The last term in the gradient expression in Equation Eq.9 cannot be evaluated since we do not have access to \(\pi^*\). Since \(\pi_{\theta_k}\) and \(\pi^*\) are ‘close’, it is reasonable to assume that \(E_{s \sim d^{\pi_k}, a \sim \pi^*}\left[A_{\pi_{\theta_k}}(s, a)\right] \approx E_{s \sim d^{\pi_k}, a \sim \pi_{\theta_k}}\left[A_{\pi_{\theta_k}}(s, a)\right]=0\). In practice, this term can be set to zero, which gives the updated term:

(10)#\[\nu \leftarrow \underset{\nu}{\operatorname{proj}}\left[\nu-\alpha\left(d-J^C\left(\pi_{\theta_k}\right)\right)\right]\]

where \(\alpha\) is the step size. Note that we have incorporated the discount term \((1-\gamma)\) into \(\tilde{b}\) into the step size. The projection operator \(proj_{\nu}\) projects \(\nu\) back into the interval \([0,\nu_{max}]\), where \(\nu_{max}\) is chosen so that \(\nu\) does not become too large. In fact. FOCOPS purposed that even setting \(\nu_{max}=+\infty\) does not appear to reduce performance greatly. Practically, \(J^C(\pi_{\theta_k})\) can be estimated via Monte Carlo methods using trajectories collected from \(\pi_{\theta_k}\). Using the update rule Eq.10, FOCOPS performs one update step on \(\nu\) before updating the Policy parameters \(\theta\).
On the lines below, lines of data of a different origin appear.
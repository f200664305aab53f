//! Prompt construction for commit message generation.

/// Fixed instruction sent as the system message.
pub const COMMIT_INSTRUCTIONS: &str = "Analyze these git diffs and generate a conventional commit message. Use format: type: description

Rules:
- Use conventional commit types: feat, fix, refactor, docs, style, test, chore
- Keep description concise and clear
- Focus on what changed and why
- Use present tense
- Reply with a single line";

/// Build the user message carrying the diff bundle.
pub fn build_commit_prompt(diffs: &str) -> String {
    format!("Diffs:\n{diffs}\n\nGenerate only the commit message, nothing else:")
}
//! splitcommit - CLI entry point.

use std::process::ExitCode;

use anyhow::{Result, anyhow};
use clap::Parser;
use tracing_subscriber::EnvFilter;

use splitcommit::commit::{CommitWorkflow, LlmMessageGenerator, RunOutcome};
use splitcommit::config::Config;
use splitcommit::error::single_line;
use splitcommit::git::{ChangeSource, GitCli};
use splitcommit::llm::OpenAiClient;
use splitcommit::prompter::TerminalPrompter;
use splitcommit::setup::{SetupTarget, check_configuration, print_report, run_setup};

/// Commit source and test changes separately with AI-generated messages.
#[derive(Parser, Debug)]
#[command(name = "splitcommit")]
#[command(about = "Commit source and test changes separately with AI-generated messages")]
#[command(version)]
struct Cli {
    /// Check configuration and environment
    #[arg(long, conflicts_with = "setup")]
    check: bool,

    /// Store an OpenAI API key in your shell profile
    #[arg(long)]
    setup: bool,
}

#[tokio::main]
async fn main() -> ExitCode {
    // A missing .env file is normal.
    let _ = dotenvy::dotenv();

    let cli = Cli::parse();
    let config = Config::from_env();
    let setup_target = SetupTarget::from_env();
    init_tracing(config.debug);
    tracing::debug!("{:?}", config);

    if cli.check {
        print_report(&check_configuration(&config));
        return ExitCode::SUCCESS;
    }

    if cli.setup {
        if let Err(e) = run_setup(&mut TerminalPrompter, &setup_target) {
            println!("{}", e);
        }
        return ExitCode::SUCCESS;
    }

    match run_commit(&config).await {
        Ok(_) => ExitCode::SUCCESS,
        Err(e) => {
            eprintln!("Error: {}", single_line(&e.to_string()));
            ExitCode::FAILURE
        }
    }
}

/// Run the two-commit workflow in the repository containing the current directory.
async fn run_commit(config: &Config) -> Result<RunOutcome> {
    let cwd = std::env::current_dir()
        .map_err(|e| anyhow!("Failed to read current directory: {}", e))?;
    let git = GitCli::discover(&cwd)?;

    let generator = LlmMessageGenerator::new(OpenAiClient::new(config), config.debug);
    let mut workflow = CommitWorkflow::new(ChangeSource::new(git), generator, TerminalPrompter);

    let outcome = workflow.run().await?;
    Ok(outcome)
}

/// Warnings by default; `DEBUG=true` turns on this crate's debug output.
/// `RUST_LOG` takes precedence over both.
fn init_tracing(debug: bool) {
    let default_filter = if debug { "warn,splitcommit=debug" } else { "warn" };
    let filter = EnvFilter::try_from_default_env().unwrap_or_else(|_| EnvFilter::new(default_filter));

    tracing_subscriber::fmt()
        .with_env_filter(filter)
        .with_writer(std::io::stderr)
        .with_target(false)
        .without_time()
        .init();
}
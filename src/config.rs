//! Runtime configuration, read from the environment once at startup.

use std::env;
use std::fmt;

/// Environment variable holding the API credential.
pub const API_KEY_ENV_VAR: &str = "OPENAI_API_KEY";

/// Environment variable enabling debug output (`true` to enable).
pub const DEBUG_ENV_VAR: &str = "DEBUG";

/// Environment variable overriding the model.
pub const MODEL_ENV_VAR: &str = "OPENAI_MODEL";

/// Environment variable overriding the API base URL.
pub const BASE_URL_ENV_VAR: &str = "OPENAI_BASE_URL";

pub const DEFAULT_MODEL: &str = "gpt-4o-mini";
pub const DEFAULT_BASE_URL: &str = "https://api.openai.com/v1";

/// Configuration shared by the generator and the setup/check flows.
#[derive(Clone, PartialEq, Eq)]
pub struct Config {
    pub api_key: Option<String>,
    pub debug: bool,
    pub model: String,
    pub api_base_url: String,
}

impl Config {
    /// Build the configuration from the current process environment.
    ///
    /// A blank `OPENAI_API_KEY` counts as unset. `DEBUG` is enabled only by
    /// the exact value `true`.
    pub fn from_env() -> Self {
        Self {
            api_key: non_empty_var(API_KEY_ENV_VAR),
            debug: env::var(DEBUG_ENV_VAR).is_ok_and(|v| v == "true"),
            model: non_empty_var(MODEL_ENV_VAR).unwrap_or_else(|| DEFAULT_MODEL.to_string()),
            api_base_url: non_empty_var(BASE_URL_ENV_VAR)
                .map(|url| url.trim_end_matches('/').to_string())
                .unwrap_or_else(|| DEFAULT_BASE_URL.to_string()),
        }
    }

    pub fn has_credentials(&self) -> bool {
        self.api_key.is_some()
    }
}

impl Default for Config {
    fn default() -> Self {
        Self {
            api_key: None,
            debug: false,
            model: DEFAULT_MODEL.to_string(),
            api_base_url: DEFAULT_BASE_URL.to_string(),
        }
    }
}

// Keeps the key out of debug logs.
impl fmt::Debug for Config {
    fn fmt(&self, f: &mut fmt::Formatter<'_>) -> fmt::Result {
        f.debug_struct("Config")
            .field("api_key", &self.api_key.as_ref().map(|_| "<redacted>"))
            .field("debug", &self.debug)
            .field("model", &self.model)
            .field("api_base_url", &self.api_base_url)
            .finish()
    }
}

fn non_empty_var(name: &str) -> Option<String> {
    env::var(name)
        .ok()
        .map(|v| v.trim().to_string())
        .filter(|v| !v.is_empty())
}
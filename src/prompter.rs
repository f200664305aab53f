//! Line-oriented interactive input.

use std::io;

use dialoguer::Input;

/// Reads one line of user input after showing a prompt.
///
/// This abstraction allows scripting answers in tests.
#[cfg_attr(test, mockall::automock)]
pub trait Prompter {
    fn read_line(&mut self, prompt: &str) -> io::Result<String>;
}

/// [`Prompter`] reading from the terminal.
#[derive(Debug, Default)]
pub struct TerminalPrompter;

impl Prompter for TerminalPrompter {
    fn read_line(&mut self, prompt: &str) -> io::Result<String> {
        Input::<String>::new()
            .with_prompt(prompt)
            .allow_empty(true)
            .interact_text()
            .map_err(io::Error::other)
    }
}
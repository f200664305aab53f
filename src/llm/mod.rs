//! Language model client and prompt construction.

pub mod openai;
pub mod prompt;

pub use openai::OpenAiClient;
pub use prompt::{COMMIT_INSTRUCTIONS, build_commit_prompt};
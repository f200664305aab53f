//! Split commits: source changes first, test changes second.

pub mod categorize;
pub mod confirm;
pub mod message;
pub mod plan;
pub mod workflow;

pub use categorize::{FileCategories, categorize, is_test_file};
pub use confirm::{CONFIRM_PROMPT, ask_confirmation, is_affirmative, print_summary, render_summary};
pub use message::{
    FALLBACK_FEATURE_NAME, LlmMessageGenerator, MessageGenerator, derive_test_message,
};
pub use plan::CommitPlan;
pub use workflow::{CommitWorkflow, RunOutcome, Stage};
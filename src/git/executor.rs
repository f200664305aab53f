//! The git boundary: every call shells out to the system `git` binary,
//! inheriting the user's git config, hooks and credential store.

use std::path::{Path, PathBuf};
use std::process::{Command, Output};

use git2::Repository;
use tracing::debug;

use crate::error::GitError;

use super::changes::{ChangedFile, FileStatus};

/// Version-control and working-tree operations used by the change source.
///
/// This abstraction allows scripting git in tests.
#[cfg_attr(test, mockall::automock)]
pub trait Vcs {
    /// List untracked (ignore rules respected) and modified paths.
    fn list_changed(&self) -> Result<Vec<ChangedFile>, GitError>;

    /// Whether `path` is known to the index.
    fn is_tracked(&self, path: &str) -> Result<bool, GitError>;

    /// Unified diff of `path` against HEAD.
    fn diff_head(&self, path: &str) -> Result<String, GitError>;

    /// Read a working-tree file as text.
    fn read_file(&self, path: &str) -> std::io::Result<String>;

    /// Stage exactly the given paths.
    fn stage(&self, paths: &[String]) -> Result<(), GitError>;

    /// Commit the index with a literal message.
    fn commit(&self, message: &str) -> Result<(), GitError>;
}

/// [`Vcs`] backed by the `git` executable, run from the repository root.
#[derive(Debug, Clone)]
pub struct GitCli {
    workdir: PathBuf,
}

impl GitCli {
    pub fn new(workdir: impl Into<PathBuf>) -> Self {
        Self {
            workdir: workdir.into(),
        }
    }

    /// Locate the enclosing repository of `start` and use its working
    /// directory as the root for all commands.
    pub fn discover(start: &Path) -> Result<Self, GitError> {
        let repo = Repository::discover(start)
            .map_err(|e| GitError::Unavailable(format!("Not a git repository: {}", e.message())))?;
        let workdir = repo
            .workdir()
            .ok_or_else(|| GitError::Unavailable("Bare repository not supported".into()))?;
        Ok(Self::new(workdir))
    }

    pub fn workdir(&self) -> &Path {
        &self.workdir
    }

    /// Run git and return its raw output. Only spawn failures are errors here;
    /// callers decide what a non-zero exit means.
    fn run_git(&self, args: &[&str], operation: &'static str) -> Result<Output, GitError> {
        debug!("git {}", args.join(" "));
        Command::new("git")
            .args(args)
            .current_dir(&self.workdir)
            .output()
            .map_err(|source| GitError::SpawnFailed { operation, source })
    }
}

impl Vcs for GitCli {
    fn list_changed(&self) -> Result<Vec<ChangedFile>, GitError> {
        let output = self
            .run_git(
                &["ls-files", "-z", "-t", "--others", "--modified", "--exclude-standard"],
                "status",
            )
            .map_err(|e| GitError::Unavailable(e.to_string()))?;

        if !output.status.success() {
            return Err(GitError::Unavailable(stderr_text(&output)));
        }

        Ok(parse_ls_files(&String::from_utf8_lossy(&output.stdout)))
    }

    fn is_tracked(&self, path: &str) -> Result<bool, GitError> {
        let output = self.run_git(&["ls-files", "--error-unmatch", "--", path], "ls-files")?;
        Ok(output.status.success())
    }

    fn diff_head(&self, path: &str) -> Result<String, GitError> {
        let output = self.run_git(&["diff", "HEAD", "--", path], "diff")?;

        if !output.status.success() {
            return Err(GitError::DiffFailed {
                path: path.to_string(),
                stderr: stderr_text(&output),
            });
        }

        Ok(String::from_utf8_lossy(&output.stdout).into_owned())
    }

    fn read_file(&self, path: &str) -> std::io::Result<String> {
        std::fs::read_to_string(self.workdir.join(path))
    }

    fn stage(&self, paths: &[String]) -> Result<(), GitError> {
        let mut args = vec!["add", "--"];
        args.extend(paths.iter().map(String::as_str));

        let output = self
            .run_git(&args, "add")
            .map_err(|e| GitError::StageFailed(e.to_string()))?;

        if !output.status.success() {
            return Err(GitError::StageFailed(stderr_text(&output)));
        }

        Ok(())
    }

    fn commit(&self, message: &str) -> Result<(), GitError> {
        let output = self
            .run_git(&["commit", "-m", message], "commit")
            .map_err(|e| GitError::CommitFailed(e.to_string()))?;

        if !output.status.success() {
            // Some failures (nothing to commit, hook output) only write to stdout.
            let stderr = stderr_text(&output);
            let detail = if stderr.is_empty() {
                String::from_utf8_lossy(&output.stdout).trim().to_string()
            } else {
                stderr
            };
            return Err(GitError::CommitFailed(detail));
        }

        Ok(())
    }
}

fn stderr_text(output: &Output) -> String {
    String::from_utf8_lossy(&output.stderr).trim().to_string()
}

/// Parse NUL-separated `git ls-files -t` output.
///
/// Each entry is a one-character tag, a space, then the path. `?` marks an
/// untracked file; every other tag is a change to a tracked file.
pub(crate) fn parse_ls_files(output: &str) -> Vec<ChangedFile> {
    output
        .split('\0')
        .filter_map(|entry| {
            let mut chars = entry.chars();
            let tag = chars.next()?;
            let path = chars.as_str().strip_prefix(' ')?;
            if path.is_empty() {
                return None;
            }

            let status = if tag == '?' {
                FileStatus::Untracked
            } else {
                FileStatus::Modified
            };

            Some(ChangedFile {
                path: path.to_string(),
                status,
            })
        })
        .collect()
}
A per-state acceptance indicator function \(I\left(s_j\right)^n:=\mathbf{1}_{D_{\mathrm{KL}}\left(\pi_\theta \| \pi_{\theta_k}\right)\left[s_j\right] \leq \delta}\) is added to Eq.7, in order better to enforce the accuracy for the first-order purposed method.

Hint

Here \(N\) is the number of samples collected by Policy \(\pi_{\theta_k}\), \(\hat A\) and \(\hat A^C\) are estimates of the advantage functions (for the return and cost) obtained from critic networks. The advantage functions are obtained using the Generalized Advantage Estimator (GAE). Note that FOCOPS only requires first-order methods (gradient descent) and is thus extremely simple to implement.


Variables Analysis#

In this section, we will explain the meaning of parameters \(\lambda\) and \(\mu\) of FOCOPS and their impact on the algorithm’s performance in the experiment.

Analysis of \(\lambda\)

In Equation Eq.3, note that as \(\lambda \rightarrow 0\), \(\pi^*\) approaches a greedy policy; as \(\lambda\) increases, the Policy becomes more exploratory. Therefore \(\lambda\) is similar to the temperature term used in maximum entropy reinforcement learning, which has been shown to produce good results when fixed during training. In practice, FOCOPS finds that its algorithm reaches the best performance when the \(\lambda\) is fixed.

Analysis of \(\nu\)

We recall that in Equation Eq.3, \(\nu\) acts as a cost penalty term where increasing \(\nu\) makes it less likely for state-action pairs with higher costs to be sampled by \(\pi^*\). Hence in this regard, the update rule in Eq.10 is intuitive, because it increases \(\nu\) if \(J^C(\pi_{\theta_k})>d\) (which means the agent violate the cost constraints) and decreases \(\nu\) otherwise.


Code with OmniSafe#

Quick start#

Run FOCOPS in Omnisafe

Here are 3 ways to run FOCOPS in OmniSafe:

  • Run Agent from preset yaml file

  • Run Agent from custom config dict

  • Run Agent from custom terminal config

1import omnisafe
2
3
4env_id = 'SafetyPointGoal1-v0'
5
6agent = omnisafe.Agent('FOCOPS', env_id)
7agent.learn()
 1import omnisafe
 2
 3
 4env_id = 'SafetyPointGoal1-v0'
 5custom_cfgs = {
 6    'train_cfgs': {
 7        'total_steps': 1024000,
 8        'vector_env_nums': 1,
 9        'parallel': 1,
10    },
11    'algo_cfgs': {
12        'update_cycle': 2048,
13        'update_iters': 1,
14    },
15    'logger_cfgs': {
16        'use_wandb': False,
17    },
18}
19
20agent = omnisafe.Agent('FOCOPS', env_id, custom_cfgs=custom_cfgs)
21agent.learn()

We use train_policy.py as the entrance file. You can train the agent with FOCOPS simply using train_policy.py, with arguments about FOCOPS and environments does the training. For example, to run FOCOPS in SafetyPointGoal1-v0 , with 4 cpu cores and seed 0, you can use the following command:

1cd examples
2python train_policy.py --algo FOCOPS --env-id SafetyPointGoal1-v0 --parallel 1 --total-steps 1024000 --device cpu --vector-env-nums 1 --torch-threads 1

Architecture of functions#

  • focops.learn()

    • env.roll_out()

    • focops.update()

      • focops.buf.get()

      • focops.pre_process_data(raw_data)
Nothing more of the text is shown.